Comparisons between New Zealand and other country’s water fluoridation ignored naturally occurring fluoride in water, as well as artificially fluoridated milk and salt.

“There is much scaremongering and misinformation around fluoridation on the internet and in alternative media. It is easy for the public to become confused about the evidence, and start to believe that fluoride is harmful,” Ryan said.

One expert approached by Stuff said he had promised his wife to stop commenting on fluoride stories after receiving violent threats when he spoke out in the past.


Advertising Standards Authority (ASA) boss Hilary Souter said she expected complaints about the ads.

“It’s a topic that generates complaints as a rule.”

The industry standards body has fully upheld six of eight complaints against the group in the past three years. One of the complaints was partly upheld, while one was rejected.

“The ASA doesn’t take a position on whether their science is better than your science,” Souter said, but ads are required to not actively mislead the public.

“We also have an advocacy rule. If you are taking a particular position on something then you get a long piece of rope.”

Fluoridation complaints are so common that they are used as an example in the ASA’s code.

Ryan’s group planned to take a complaint to the ASA, and questioned TV3-owner Mediaworks’ wisdom in airing the ads at all.

“Given Fluoride-Free NZ’s history of false advertising and their unscientific stance on water fluoridation, I would hope that Mediaworks submitted these adverts to a high level of scrutiny before deciding to broadcast them,” Ryan said.

“It seems surprising that Mediaworks would not find anything of issue in the adverts.”

Mediaworks said the ads had been approved by the Commercial Approvals Bureau before airing. The group uses the ASA code.

Church of Fluoride-Free NZ said he expected any complaints to fail.

“You look at those ads and ask yourself ‘what in those ads is untruthful?'”


The wider ad campaign is in part a response to a recent proposal to hand over water fluoridation to District Health Boards (DHBS), taking away control from local councils.

Health Minister Jonathan Coleman announced the upcoming legislative change in April.

The Ministry said 1.45 million Kiwis live in places without fluoridated water and subsequently miss out on the health benefits.

Anti-fluoride groups have been embroiled in legal and political battles up and down the country over fluoridation.
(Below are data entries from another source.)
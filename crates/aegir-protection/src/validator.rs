//! Format-dispatching token validation.
//!
//! A [`TokenValidator`] holds an ordered list of format validators. Each
//! format advertises a cheap structural `quick_check` so the chain avoids
//! expensive failed unprotection attempts across every registered format;
//! the probe is provider-specific and pluggable, not a universal contract.
//! The first validator to resolve a principal wins — ordering encodes
//! format-precedence policy. Formats that do not support the requested
//! token kinds report `NotApplicable`, never rejection.

use std::sync::Arc;

use async_trait::async_trait;
use base64::engine::general_purpose::URL_SAFE_NO_PAD;
use base64::Engine;
use chrono::Duration;
use serde::{Deserialize, Serialize};
use serde_json::{Map, Value};

use crate::codec::{TokenClaims, TokenCodec};
use crate::error::ProtectionError;
use crate::protector::DataProtector;

/// Kinds of security token the engine works with.
#[derive(Debug, Clone, Copy, PartialEq, Eq, Serialize, Deserialize)]
#[serde(rename_all = "snake_case")]
pub enum TokenKind {
    /// OAuth2 access token.
    AccessToken,
    /// OAuth2 refresh token.
    RefreshToken,
    /// Authorization code.
    AuthorizationCode,
    /// OIDC ID token.
    IdToken,
}

impl TokenKind {
    /// Wire name of the kind, matching `token_type_hint` values.
    #[must_use]
    pub fn as_str(self) -> &'static str {
        match self {
            Self::AccessToken => "access_token",
            Self::RefreshToken => "refresh_token",
            Self::AuthorizationCode => "authorization_code",
            Self::IdToken => "id_token",
        }
    }

    /// Parse a `token_type_hint` value.
    #[must_use]
    pub fn from_hint(hint: &str) -> Option<Self> {
        match hint {
            "access_token" => Some(Self::AccessToken),
            "refresh_token" => Some(Self::RefreshToken),
            "authorization_code" => Some(Self::AuthorizationCode),
            "id_token" => Some(Self::IdToken),
            _ => None,
        }
    }
}

impl std::fmt::Display for TokenKind {
    fn fmt(&self, f: &mut std::fmt::Formatter<'_>) -> std::fmt::Result {
        f.write_str(self.as_str())
    }
}

/// Wire format of a token.
#[derive(Debug, Clone, Copy, PartialEq, Eq)]
pub enum TokenFormat {
    /// Signed JWT carrying its own claims.
    SelfContained,
    /// Opaque reference payload sealed by the data protector.
    Reference,
}

impl TokenFormat {
    /// Purpose-label form of the format.
    #[must_use]
    pub fn label(self) -> &'static str {
        match self {
            Self::SelfContained => "self-contained",
            Self::Reference => "reference",
        }
    }
}

/// Purpose labels scoping protection of one `(kind, format)` pair.
///
/// The same labels must be used at issuance and validation; unprotection
/// with a mismatched purpose set fails rather than silently succeeding.
#[must_use]
pub fn purpose_labels(kind: TokenKind, format: TokenFormat) -> [&'static str; 3] {
    ["aegir", kind.as_str(), format.label()]
}

/// Claims set reconstituted from a validated token.
#[derive(Debug, Clone, Serialize, Deserialize)]
pub struct Principal {
    /// Resolved token kind.
    pub kind: TokenKind,
    /// Claims carried by the token.
    pub claims: Map<String, Value>,
}

impl Principal {
    /// Get a claim value by name.
    #[must_use]
    pub fn claim(&self, name: &str) -> Option<&Value> {
        self.claims.get(name)
    }
}

/// Result of one format validator's attempt at a token.
#[derive(Debug)]
pub enum ValidationOutcome {
    /// This format does not handle the token or the requested kinds; the
    /// chain continues. Not an error.
    NotApplicable,
    /// The token matched this format structurally but failed verification;
    /// the chain continues and the caller eventually rejects.
    Invalid,
    /// The token verified and a principal was reconstituted.
    Valid(Principal),
}

/// One token format's validation capability.
#[async_trait]
pub trait TokenFormatValidator: Send + Sync {
    /// Wire format this validator handles.
    fn format(&self) -> TokenFormat;

    /// Cheap structural probe: whether this format's unprotection routine
    /// should attempt the token at all.
    fn quick_check(&self, token: &str) -> bool;

    /// Attempt to validate the token for one of the acceptable kinds.
    ///
    /// # Errors
    ///
    /// Only unexpected conditions (key faults, crypto infrastructure
    /// failures) are returned as `Err`; expected per-token failures are
    /// [`ValidationOutcome::Invalid`].
    async fn validate(
        &self,
        token: &str,
        hints: &[TokenKind],
    ) -> Result<ValidationOutcome, ProtectionError>;
}

/// Resolve which of this validator's supported kinds the caller accepts.
///
/// An empty hint set is unrestricted and selects the access-token path.
fn resolve_kind(supported: &[TokenKind], hints: &[TokenKind]) -> Option<TokenKind> {
    if hints.is_empty() {
        return supported
            .contains(&TokenKind::AccessToken)
            .then_some(TokenKind::AccessToken);
    }
    supported.iter().copied().find(|k| hints.contains(k))
}

/// Validates signed self-contained tokens (JWTs).
pub struct SelfContainedTokenValidator {
    codec: Arc<TokenCodec>,
    issuer: String,
}

impl SelfContainedTokenValidator {
    const SUPPORTED: &'static [TokenKind] = &[TokenKind::AccessToken, TokenKind::IdToken];

    /// Create a validator over the given codec and expected issuer.
    #[must_use]
    pub fn new(codec: Arc<TokenCodec>, issuer: impl Into<String>) -> Self {
        Self {
            codec,
            issuer: issuer.into(),
        }
    }

    /// Purpose claim value for a self-contained token of the given kind.
    #[must_use]
    pub fn purpose(kind: TokenKind) -> String {
        purpose_labels(kind, TokenFormat::SelfContained).join(":")
    }

    /// Issue a self-contained token of the given kind. The counterpart of
    /// [`TokenFormatValidator::validate`] for this format.
    ///
    /// # Errors
    ///
    /// Propagates codec failures.
    pub fn seal(
        &self,
        kind: TokenKind,
        claims: Map<String, Value>,
        lifetime: Duration,
    ) -> Result<String, ProtectionError> {
        let mut token_claims =
            TokenClaims::new(&self.issuer, &self.issuer, Self::purpose(kind), lifetime);
        token_claims.payload = claims;
        self.codec.issue(&token_claims)
    }
}

#[async_trait]
impl TokenFormatValidator for SelfContainedTokenValidator {
    fn format(&self) -> TokenFormat {
        TokenFormat::SelfContained
    }

    fn quick_check(&self, token: &str) -> bool {
        // Compact JOSE: base64url header starting with '{"' ("ey") and
        // exactly two dot separators.
        token.starts_with("ey") && token.bytes().filter(|b| *b == b'.').count() == 2
    }

    async fn validate(
        &self,
        token: &str,
        hints: &[TokenKind],
    ) -> Result<ValidationOutcome, ProtectionError> {
        let Some(kind) = resolve_kind(Self::SUPPORTED, hints) else {
            return Ok(ValidationOutcome::NotApplicable);
        };

        let purpose = Self::purpose(kind);
        match self
            .codec
            .verify(token, &self.issuer, &self.issuer, &[purpose.as_str()])
        {
            Ok(claims) => {
                let mut principal_claims = claims.payload;
                principal_claims.insert("iss".into(), Value::String(claims.iss));
                principal_claims.insert("aud".into(), Value::String(claims.aud));
                principal_claims.insert("exp".into(), claims.exp.into());
                principal_claims.insert("iat".into(), claims.iat.into());
                Ok(ValidationOutcome::Valid(Principal {
                    kind,
                    claims: principal_claims,
                }))
            }
            Err(e) if e.is_invalid_token() => {
                tracing::debug!(error = %e, "self-contained token failed verification");
                Ok(ValidationOutcome::Invalid)
            }
            Err(e) => Err(e),
        }
    }
}

/// Validates opaque reference tokens sealed by the data protector.
///
/// Wire form: base64url of a 4-byte magic prefix followed by the protected
/// claims payload.
pub struct ReferenceTokenValidator {
    protector: Arc<dyn DataProtector>,
}

impl ReferenceTokenValidator {
    const SUPPORTED: &'static [TokenKind] = &[
        TokenKind::AccessToken,
        TokenKind::RefreshToken,
        TokenKind::AuthorizationCode,
    ];

    /// Magic prefix identifying this issuer's reference tokens.
    pub const MAGIC: &'static [u8; 4] = b"agr1";

    /// Create a validator over the given protector.
    #[must_use]
    pub fn new(protector: Arc<dyn DataProtector>) -> Self {
        Self { protector }
    }

    /// Issue a reference token of the given kind. The counterpart of
    /// [`TokenFormatValidator::validate`] for this format.
    ///
    /// # Errors
    ///
    /// Propagates protector failures.
    pub fn seal(
        &self,
        kind: TokenKind,
        claims: &Map<String, Value>,
    ) -> Result<String, ProtectionError> {
        let plaintext = serde_json::to_vec(claims)
            .map_err(|e| ProtectionError::Crypto(format!("claims serialization failed: {e}")))?;
        let protected = self
            .protector
            .protect(&purpose_labels(kind, TokenFormat::Reference), &plaintext)?;

        let mut payload = Vec::with_capacity(Self::MAGIC.len() + protected.len());
        payload.extend_from_slice(Self::MAGIC);
        payload.extend_from_slice(&protected);
        Ok(URL_SAFE_NO_PAD.encode(payload))
    }
}

#[async_trait]
impl TokenFormatValidator for ReferenceTokenValidator {
    fn format(&self) -> TokenFormat {
        TokenFormat::Reference
    }

    fn quick_check(&self, token: &str) -> bool {
        URL_SAFE_NO_PAD
            .decode(token)
            .map(|bytes| bytes.starts_with(Self::MAGIC))
            .unwrap_or(false)
    }

    async fn validate(
        &self,
        token: &str,
        hints: &[TokenKind],
    ) -> Result<ValidationOutcome, ProtectionError> {
        let Some(kind) = resolve_kind(Self::SUPPORTED, hints) else {
            return Ok(ValidationOutcome::NotApplicable);
        };

        let Ok(payload) = URL_SAFE_NO_PAD.decode(token) else {
            return Ok(ValidationOutcome::Invalid);
        };
        let Some(protected) = payload.strip_prefix(Self::MAGIC.as_slice()) else {
            return Ok(ValidationOutcome::Invalid);
        };

        match self
            .protector
            .unprotect(&purpose_labels(kind, TokenFormat::Reference), protected)
        {
            Ok(plaintext) => match serde_json::from_slice::<Map<String, Value>>(&plaintext) {
                Ok(claims) => Ok(ValidationOutcome::Valid(Principal { kind, claims })),
                Err(e) => {
                    tracing::debug!(error = %e, "reference token payload is not a claims set");
                    Ok(ValidationOutcome::Invalid)
                }
            },
            Err(e) if e.is_invalid_token() => {
                tracing::debug!(error = %e, "reference token failed unprotection");
                Ok(ValidationOutcome::Invalid)
            }
            Err(e) => Err(e),
        }
    }
}

/// Ordered chain of format validators; the first to resolve a principal
/// wins.
pub struct TokenValidator {
    validators: Vec<Arc<dyn TokenFormatValidator>>,
}

impl TokenValidator {
    /// Create a chain. Order encodes format precedence.
    #[must_use]
    pub fn new(validators: Vec<Arc<dyn TokenFormatValidator>>) -> Self {
        Self { validators }
    }

    /// Run the chain against a token.
    ///
    /// No-ops when a principal was already resolved by an earlier caller.
    /// `expected_format`, when pre-declared, restricts the chain to the
    /// matching validators. Returns `Ok(None)` when no validator resolves a
    /// principal; the caller decides how to reject.
    ///
    /// # Errors
    ///
    /// Propagates fatal conditions from the underlying crypto capability.
    pub async fn validate(
        &self,
        token: &str,
        hints: &[TokenKind],
        expected_format: Option<TokenFormat>,
        existing: Option<&Principal>,
    ) -> Result<Option<Principal>, ProtectionError> {
        if existing.is_some() {
            // First validator to succeed wins; nothing left to do.
            return Ok(None);
        }

        for validator in &self.validators {
            if let Some(expected) = expected_format {
                if validator.format() != expected {
                    continue;
                }
            }
            if !validator.quick_check(token) {
                tracing::trace!(format = ?validator.format(), "quick check declined token");
                continue;
            }

            match validator.validate(token, hints).await? {
                ValidationOutcome::Valid(principal) => {
                    tracing::debug!(
                        format = ?validator.format(),
                        kind = %principal.kind,
                        "token validated"
                    );
                    return Ok(Some(principal));
                }
                ValidationOutcome::Invalid | ValidationOutcome::NotApplicable => continue,
            }
        }
        Ok(None)
    }
}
Christchurch water remains unfluoridated, while Auckland, Wellington and Dunedin all add it to their water.

Two non-fluoridated taps are now available in Hamilton, after fluoride was temporarily removed then reintroduced to the city’s water supplies earlier this decade.

The change has widespread support in Parliament, with Labour’s shadow Health Minister Annette King saying fluoridation was “never an issue for local government”.

Fluoride-Free NZ and other anti-fluoride groups strongly oppose the proposal.

“People like freedom of choice. They don’t like being dictated to by compulsory medication,” Church said.